A tarde dia 30, com a chegada do conde altruísta e da sua família, foi uma tarde simpática e prazenteira. Era quinta-feira. Escreveu o repórter no número 430, dia 17 de julho de 1938, na primeira página d´O Regional: ‘A receção que se lhes preparou resultou brilhantíssima e foi a prova eloquente do quanto Suas Excelências são queridas e respeitadas do povo de S. João da Madeira’. A espera começou fora de portas, com muitos notáveis da terra a dirigirem-se para a chamada reta de Albergaria, na estrada número um.
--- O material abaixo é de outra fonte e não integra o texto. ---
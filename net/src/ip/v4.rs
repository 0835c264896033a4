use core::mem::size_of;
use core::net::Ipv4Addr;

use bilge::prelude::*;
use collections::bytes::{Cursor, Slice};
use log::{debug, warn};
use utils::bytes::{self, Cast};
use utils::endian::{b, u16be};
use utils::error::*;

use crate::ip::route::Table;
use crate::ip::Version::V4;
use crate::ip::{icmp, Checksum, DiffServ, Protocol, ToS, ECN};

const DEFAULT_TTL: u8 = 64;

fn pseudo_csum(header: &Header) -> Checksum {
	let mut csum = Checksum::with(bytes::cast(&header.src));
	csum.push_chunk(bytes::cast(&header.dst));
	csum.push_chunk(&[0, 0, 0, header.proto.0]);
	csum
}

/// What a received IPv4 datagram resolved to. The caller (`crate::Interface`)
/// is responsible for actually dispatching these through the link layer or
/// the TCP engine, since that requires the stakker execution context this
/// module deliberately doesn't depend on.
pub enum Recv {
	/// Addressed to us; hand the payload to the TCP engine.
	Deliver { src: Ipv4Addr, csum: Checksum, payload: Slice },
	/// A fully rebuilt datagram (TTL decremented, checksum fixed), ready to
	/// be written verbatim to the line towards `next_hop`.
	Forward { next_hop: Ipv4Addr, datagram: Slice },
	/// TTL expired; `payload` is a complete ICMP Time Exceeded message that
	/// still needs an IPv4 header wrapped around it, addressed to `dst` and
	/// routed towards `next_hop`.
	TimeExceeded { next_hop: Ipv4Addr, dst: Ipv4Addr, payload: Slice },
}

pub struct Interface {
	/// This host's own IPv4 address. Datagrams addressed elsewhere are forwarded.
	addr: Ipv4Addr,
	/// Wraps modulo 2^16; incremented once per locally originated datagram.
	identification: u16,
	routes: Table,
}

impl Interface {
	pub fn recv(&mut self, mut buf: Slice) -> Result<Recv> {
		let header: &Header = buf.split();

		let frag = header.frg.get();

		if frag.more() || frag.ofst().value() != 0 {
			debug!("Fragmented IPv4 packet received, discarding (fragmentation is unsupported)");
			return Err(());
		}

		let header_len = 4 * header.ver.ihl().value() as usize;
		let _options: &[u8] = buf.split_n(header_len - size_of::<Header>());

		if header.csm != [0, 0] && Checksum::of(bytes::as_slice(header)).end() != [0, 0] {
			warn!("IPv4 packet has invalid header checksum, dropping");
			return Err(());
		}

		buf.truncate(header.len.get() as usize - header_len);

		if header.dst == self.addr {
			return self.deliver(header, buf);
		}

		self.forward(header, buf)
	}

	fn deliver(&mut self, header: &Header, payload: Slice) -> Result<Recv> {
		if header.proto.get() != Protocol::Tcp {
			debug!("Dropping non-TCP datagram addressed to this host");
			return Err(());
		}

		Ok(Recv::Deliver { src: header.src, csum: pseudo_csum(header), payload })
	}

	fn forward(&mut self, header: &Header, buf: Slice) -> Result<Recv> {
		let new_ttl = header.ttl.wrapping_sub(1);

		if header.ttl == 0 || new_ttl == 0 {
			return self.time_exceeded(header, buf);
		}

		let Some(next_hop) = self.routes.lookup(header.dst) else {
			warn!("No route to {}, dropping forwarded datagram", header.dst);
			return Err(());
		};

		let mut datagram = Slice::new(size_of::<Header>() + buf.len());
		datagram[..size_of::<Header>()].copy_from_slice(bytes::as_slice(header));
		datagram[size_of::<Header>()..].copy_from_slice(&buf);

		let out_header: &mut Header = bytes::cast_mut(&mut *datagram);
		out_header.ttl = new_ttl;
		out_header.csm = [0, 0];
		out_header.csm = Checksum::of(bytes::as_slice(out_header)).end();

		Ok(Recv::Forward { next_hop, datagram })
	}

	/// Emit an ICMP Time Exceeded reply for a datagram whose TTL has expired.
	fn time_exceeded(&mut self, header: &Header, buf: Slice) -> Result<Recv> {
		let mut original = Vec::with_capacity(size_of::<Header>() + buf.len().min(8));
		original.extend_from_slice(bytes::as_slice(header));
		original.extend_from_slice(&buf[..buf.len().min(8)]);

		let payload = icmp::time_exceeded(&original);

		let Some(next_hop) = self.routes.lookup(header.src) else {
			warn!("No route back to {} for ICMP Time Exceeded", header.src);
			return Err(());
		};

		Ok(Recv::TimeExceeded { next_hop, dst: header.src, payload })
	}

	fn next_identification(&mut self) -> u16 {
		let id = self.identification;
		self.identification = self.identification.wrapping_add(1);
		id
	}

	pub fn lookup(&self, addr: Ipv4Addr) -> Option<Ipv4Addr> {
		self.routes.lookup(addr)
	}

	/// The TCP pseudo-header checksum seed for a segment bound for `addr`.
	pub fn pseudo_checksum(&self, addr: Ipv4Addr) -> Checksum {
		let header = Header {
			ver: Meta::new(u4::new(5), V4),
			tos: ToS::new(ECN::NotECT, DiffServ::Default),
			len: 0u16.into(),
			ident: 0u16.into(),
			frg: Fragment::new(u13::new(0), false, true, 0).into(),
			ttl: 0,
			proto: Protocol::Tcp.into(),
			csm: [0, 0],
			src: self.addr,
			dst: addr,
		};

		pseudo_csum(&header)
	}

	pub fn set_routes(&mut self, entries: &[(Ipv4Addr, u8, Ipv4Addr)]) {
		self.routes.set(entries);
	}

	pub fn addr(&self) -> Ipv4Addr {
		self.addr
	}

	/// Allocate an identification value and hand back everything needed to
	/// build a locally-originated TCP segment's IPv4 header.
	pub fn next_segment(&mut self, dst: Ipv4Addr) -> (u16, Checksum) {
		(self.next_identification(), self.pseudo_checksum(dst))
	}
}

impl From<Ipv4Addr> for Interface {
	fn from(addr: Ipv4Addr) -> Self {
		Self {
			addr,
			identification: rand::random(),
			routes: Table::default(),
		}
	}
}

/// Build a locally-originated datagram: IPv4 header wrapping whatever `f`
/// writes as payload, with length/checksum fixed up afterwards.
pub fn write_segment(cursor: Cursor, src: Ipv4Addr, dst: Ipv4Addr, ident: u16, csum: Checksum, f: impl FnOnce(Cursor, Checksum)) {
	let (header, mut buf): (&mut Header, _) = cursor.split();

	header.ver = Meta::new(u4::new(5), V4);
	header.tos = ToS::new(ECN::NotECT, DiffServ::Default);
	header.ttl = DEFAULT_TTL;
	header.proto = Protocol::Tcp.into();
	header.src = src;
	header.dst = dst;
	header.ident = ident.into();
	header.csm = [0, 0];

	f(buf.fork(), csum);

	header.len = ((size_of::<Header>() + buf.pivot()) as u16).into();
	header.frg = Fragment::new(u13::new(0), false, true, 0).into();
	header.csm = Checksum::of(bytes::as_slice(header)).end();
}

/// Wrap an already-built ICMP message with a fresh IPv4 header.
pub fn write_icmp(cursor: Cursor, src: Ipv4Addr, dst: Ipv4Addr, ident: u16, payload: &[u8]) {
	let (header, buf): (&mut Header, _) = cursor.split();

	header.ver = Meta::new(u4::new(5), V4);
	header.tos = ToS::new(ECN::NotECT, DiffServ::Default);
	header.ident = ident.into();
	header.frg = Fragment::new(u13::new(0), false, true, 0).into();
	header.ttl = DEFAULT_TTL;
	header.proto = Protocol::Icmp.into();
	header.src = src;
	header.dst = dst;
	header.csm = [0, 0];
	header.len = ((size_of::<Header>() + payload.len()) as u16).into();

	buf.push(payload);

	header.csm = Checksum::of(bytes::as_slice(header)).end();
}

#[bitsize(8)]
#[derive(FromBits, Cast)]
#[repr(C)]
struct Meta {
	ihl: u4,
	ver: super::Version,
}

#[bitsize(32)]
#[derive(FromBits)]
struct Fragment {
	ofst: u13,
	more: bool,
	dont: bool,
	reserved: bool,
	idnt: u16,
}

#[derive(Cast)]
#[repr(C)]
struct Header {
	ver: Meta,
	tos: ToS,
	len: u16be,
	ident: u16be,
	frg: b<Fragment>,
	ttl: u8,
	proto: b<Protocol>,
	csm: [u8; 2],
	src: Ipv4Addr,
	dst: Ipv4Addr,
}

#[cfg(test)]
mod tests {
	use super::*;

	#[test]
	fn checksum_folds_to_zero() {
		let mut header = Header {
			ver: Meta::new(u4::new(5), V4),
			tos: ToS::new(ECN::NotECT, DiffServ::Default),
			len: 20u16.into(),
			ident: 1234u16.into(),
			frg: Fragment::new(u13::new(0), false, true, 0).into(),
			ttl: 64,
			proto: Protocol::Tcp.into(),
			csm: [0, 0],
			src: "10.0.0.1".parse().unwrap(),
			dst: "10.0.0.2".parse().unwrap(),
		};

		header.csm = Checksum::of(bytes::as_slice(&header)).end();

		assert_eq!(Checksum::of(bytes::as_slice(&header)).end(), [0, 0]);
	}

	#[test]
	fn identification_counter_wraps() {
		let mut iface = Interface::from("192.168.200.4".parse::<Ipv4Addr>().unwrap());
		iface.identification = u16::MAX;

		assert_eq!(iface.next_identification(), u16::MAX);
		assert_eq!(iface.next_identification(), 0);
	}

	#[test]
	fn ttl_one_yields_no_forward() {
		let mut iface = Interface::from("10.0.0.1".parse::<Ipv4Addr>().unwrap());
		iface.set_routes(&[("0.0.0.0".parse().unwrap(), 0, "10.0.0.254".parse().unwrap())]);

		let header = Header {
			ver: Meta::new(u4::new(5), V4),
			tos: ToS::new(ECN::NotECT, DiffServ::Default),
			len: 20u16.into(),
			ident: 1u16.into(),
			frg: Fragment::new(u13::new(0), false, true, 0).into(),
			ttl: 1,
			proto: Protocol::Tcp.into(),
			csm: [0, 0],
			src: "10.1.5.5".parse().unwrap(),
			dst: "10.2.0.1".parse().unwrap(),
		};

		match iface.forward(&header, Slice::new(0)).unwrap() {
			Recv::TimeExceeded { dst, .. } => assert_eq!(dst, "10.1.5.5".parse::<Ipv4Addr>().unwrap()),
			_ => panic!("expected a TimeExceeded outcome"),
		}
	}
}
Entre os presentes, alguns professores do Colégio Castilho, José Cerqueira de Vasconcelos, Beatriz Pereira Tovar e António Ferreira Batista, este último até então comandante da ‘Sétima Lança’ da Legião Portuguesa, sediada em S. João da Madeira. Os três professores acompanhavam, de camioneta, um grupo de alunos, de ambos os sexos, que iam fazer exames em Aveiro. Quanto aos automóveis, um a um, cerca de duas dezenas, iam chegando e formando extensas filas ao longo da estrada, aguardando a passagem dos condes. Eram dez horas quando o automóvel dos condes surgiu ao largo, concentrando todas as atenções. António e Carolina apearam-se, cumprimentando e abraçando, numa expressão de carinho e amizade, o numeroso grupo de conterrâneos que os esperava com impaciência. Duas raparigas, Marília Margarida Leite da Silva e Maria Estela Sampaio Almeida, entregaram à condessa Carolina dois ramos de cravos, em nome dos bombeiros voluntários e da ‘comissão de Iniciativa do Parque’ – a ‘Ponte dos Garcia’, não esqueçamos, tinha sido contruída com o dinheiro do conde. Seguindo o automóvel dos condes, vinte carros, incluindo os dos bombeiros S. João da Madeira e de Arrifana, puseram-se em marcha a caminho da terra natal do conde. No seu palacete aprazível, acomodada ao seu conforto e às agradáveis sensações do verão português, a família Garcia permaneceria entre nós durante alguns meses. Chegada a ocasião, a partida para o Rio seria mais sombria que a chegada.